I think it applies any time mentioning the exact type isn't
necessary, not just because it might introduce a dependency on
details that the code doesn't need, but also because it's more
verbose than the alternative.  The for range loop mentioned
upthread is an example.

But auto is just one of a number of new core language features
new in C++.  Unlike some other C++ features(*), I don't think
it's easily misused, at least not to such an extent to justify
adding a guideline for us to use safely, consistently, or simply
in good taste.

Martin

[*] I could see value in guidelines around rvalue references
or deleted and defaulted functions, for instance, since those
are easily used in dangerous ways.

PS Herb Sutter has a nice article (as usual) where he summarizes
commonly raised concerns with auto and his thoughts on them:
https://herbsutter.com/2013/08/12/gotw-94-solution-aaa-style-almost-always-auto/

>> Similarly, if an API defines a typedef string_tree_pair for
>> std::pair<const char*, tree>, it's the typedef that's meant to
>> be used in preference to what it expands to.
> 
> Using the typedef would be fine.  string_tree_pair describes
> the type pretty well: it's still obvious that "elt" is a pair,
> and what "elt.first" and "elt.second" are.  Typedefs that don't
> describe the type well are bad typedefs. :-)
> 
> The distinction is more between whether "auto" should be used or whether
> an explicit type should be used, rather than between different ways of
> writing the explicit type.  I agree it'd be worth adding "string_tree_pair"
> to the rationale too, to make it clearer that this isn't about expanding
> the typedefs as far they'll go.
> 
>>>>> Unless there is a sound technical reason for avoiding it (e.g.,
>>>>> unacceptable inefficiency or known safety problems) I'd say leave
>>>>> it to everyone's judgment what convenience features to use.

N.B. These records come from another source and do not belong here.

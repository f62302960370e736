//! In-process lock backends.
//!
//! [`MemoryLocker`] provides per-key exclusive locks; [`MemoryRwLocker`]
//! provides a reader–writer lock. Both serve single-instance deployments and
//! double as the degraded-mode fallbacks embedded in the remote backends.
//!
//! `ttl` is ignored throughout: an in-process hold lives until it is
//! explicitly released or the process exits.

mod exclusive;
mod rwlock;

pub use exclusive::MemoryLocker;
pub use rwlock::MemoryRwLocker;
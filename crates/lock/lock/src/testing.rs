//! Conformance suites shared by every backend.
//!
//! Call these from a backend's test module with a fresh locker instance.
//! The suites only exercise behaviour that holds across all backends;
//! backend-specific behaviour (session scoping, TTL expiry, degraded mode)
//! belongs in the backend's own tests.

use std::time::Duration;

use tokio_util::sync::CancellationToken;

use crate::error::LockError;
use crate::locker::{Locker, RwLocker};

const TTL: Duration = Duration::from_secs(10);

/// Run the exclusive-lock conformance suite.
///
/// # Errors
///
/// Returns an error if any conformance test fails.
pub async fn run_locker_conformance_tests(locker: &dyn Locker) -> Result<(), LockError> {
    test_lock_unlock_roundtrip(locker).await?;
    test_try_lock_contention(locker).await?;
    test_per_key_independence(locker).await?;
    test_reacquire_after_release(locker).await?;
    Ok(())
}

async fn test_lock_unlock_roundtrip(locker: &dyn Locker) -> Result<(), LockError> {
    let cancel = CancellationToken::new();
    locker.lock(&cancel, "conformance-roundtrip", TTL).await?;
    locker.unlock(&cancel, "conformance-roundtrip").await?;
    Ok(())
}

async fn test_try_lock_contention(locker: &dyn Locker) -> Result<(), LockError> {
    let cancel = CancellationToken::new();
    let key = "conformance-contention";

    let acquired = locker.try_lock(&cancel, key, TTL).await?;
    assert!(acquired, "uncontested try_lock should acquire");

    let acquired = locker.try_lock(&cancel, key, TTL).await?;
    assert!(!acquired, "second try_lock should report contention");

    locker.unlock(&cancel, key).await?;

    let acquired = locker.try_lock(&cancel, key, TTL).await?;
    assert!(acquired, "try_lock should succeed after release");
    locker.unlock(&cancel, key).await?;
    Ok(())
}

async fn test_per_key_independence(locker: &dyn Locker) -> Result<(), LockError> {
    let cancel = CancellationToken::new();

    locker.lock(&cancel, "conformance-key-a", TTL).await?;
    let acquired = locker.try_lock(&cancel, "conformance-key-b", TTL).await?;
    assert!(acquired, "holding key A must not block try_lock on key B");

    locker.unlock(&cancel, "conformance-key-b").await?;
    locker.unlock(&cancel, "conformance-key-a").await?;
    Ok(())
}

async fn test_reacquire_after_release(locker: &dyn Locker) -> Result<(), LockError> {
    let cancel = CancellationToken::new();
    let key = "conformance-reacquire";

    for _ in 0..3 {
        locker.lock(&cancel, key, TTL).await?;
        locker.unlock(&cancel, key).await?;
    }
    Ok(())
}

/// Run the reader–writer conformance suite.
///
/// # Errors
///
/// Returns an error if any conformance test fails.
pub async fn run_rw_locker_conformance_tests(locker: &dyn RwLocker) -> Result<(), LockError> {
    test_read_roundtrip(locker).await?;
    test_reader_blocks_writer(locker).await?;
    test_write_then_read(locker).await?;
    Ok(())
}

async fn test_read_roundtrip(locker: &dyn RwLocker) -> Result<(), LockError> {
    let cancel = CancellationToken::new();
    locker.read_lock(&cancel, "conformance-rw-roundtrip", TTL).await?;
    locker.read_unlock(&cancel, "conformance-rw-roundtrip").await?;
    Ok(())
}

async fn test_reader_blocks_writer(locker: &dyn RwLocker) -> Result<(), LockError> {
    let cancel = CancellationToken::new();
    let key = "conformance-rw-contention";

    locker.read_lock(&cancel, key, TTL).await?;

    let acquired = locker.try_lock(&cancel, key, TTL).await?;
    assert!(!acquired, "try_lock must fail while a read hold is active");

    locker.read_unlock(&cancel, key).await?;

    let acquired = locker.try_lock(&cancel, key, TTL).await?;
    assert!(acquired, "try_lock should succeed once readers drain");
    locker.unlock(&cancel, key).await?;
    Ok(())
}

async fn test_write_then_read(locker: &dyn RwLocker) -> Result<(), LockError> {
    let cancel = CancellationToken::new();
    let key = "conformance-rw-succession";

    locker.lock(&cancel, key, TTL).await?;
    locker.unlock(&cancel, key).await?;

    locker.read_lock(&cancel, key, TTL).await?;
    locker.read_unlock(&cancel, key).await?;
    Ok(())
}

If
>>>>> something turns out to be a problem we'll deal with it then.
>>>
>>> But using "auto" is never going to be an efficiency concern,
>>> and probably not a safety concern.  So in the case of "auto",
>>> using that principle would basically come down to "when to use
>>> auto is purely a judgement call".
>>>
>>> I don't see how we can get consistency with that kind of approach.
>>> Or is the argument that we're (or I'm :-)) worrying too much about
>>> consistency and we should just go with the flow?
>>>
>>> If we do treat it as a pure judgement call, the problem then is:
>>> who's judgement matters most here?  The author's or the reviewer's?
>>> Should the reviewer respect the choice of the author even if they
>>> don't personally agree with it, given that there are no technical
>>> issues at stake?
>>
>> When no technical concerns are at stake contributors should be free
>> to use the language as they feel is appropriate.  The fewer hurdles
>> we put in place the more time we will be able to focus on getting
>> the many technical details right, and the more fun it will be to
>> contribute.
> 
> I agree that's a self-consistent approach.  So I think at this point
> three options have been suggested:
> 
> (1) Try to add coding conventions around when "auto" should and
>      shouldn't be used.
> 
> (2) Be broadly accepting of "auto", but reject cases that seem
>      hard to read during code review.
> 
> (3) Allow "auto" to be used anywhere that a contributor thinks is
>      appropriate.  Since the decision isn't usually a technical one,
>      reviewers would be encouraged to respect the author's choice and
>      be discouraged from asking for a different choice.
> 
> Personally my preference order is (1), (3) and (2).  I think (2)
> is the worst of both worlds: it wouldn't give a consistent codebase,
> because whether something is seen as hard to read would vary based
> on the people involved.  And it wouldn't give predictability because
> contributors would only know whether a use of "auto" is acceptable
> by submitting a patch and seeing what the reaction is.
> 
> (3) also wouldn't give a consistent codebase, but it would give more
> predictable reviews.
> 
>> If a consensus emerges that some uses are generally
>> best avoided then it might be appropriate to reflect it in
>> the coding conventions.  But I'd hope that wouldn't happen before
>> we've had time to gain experience with it.
> 
> I think the difference here is between whether we start with a list
> of acceptable uses and expand it with experience, or whether we start
> by assuming all uses are acceptable and restrict it with experience.
> 
> The reason I think the former is better is that we're starting with
> a codebase that doesn't use "auto" at all.  So when the switch is
> flipped and the code is C++11, we'll have a C++11 codebase that never
> uses "auto".  Given that starting point, it seems more natural to list
> cases in which "auto" should be used (as a change to the status quo)
> rather than those in which it shouldn't.
> 
> But besides Jason's point about template-dependent types, I think the
> objections have been to the idea of having coding conventions around
> this in principle, rather than to the actual list.  So at this point
> I'm not sure whether the proposed list would actually stop someone
> from using "auto" in the way they'd typically want to use it,
> and if so, what those use cases are.
> 
> Like I say, the list was only supposed to be a starting point, based on
> my guess at what would be broadly acceptable.  So if the chosen cases
> are themselves a sticking point, suggestions for additions or modifications
> are definitely welcome.
> 
> And the list can be expanded later if new uses crop up.  That's still
> an improvement on how things were until now, where "auto" couldn't be
> used at all.
> 
> Thanks,
> Richard
>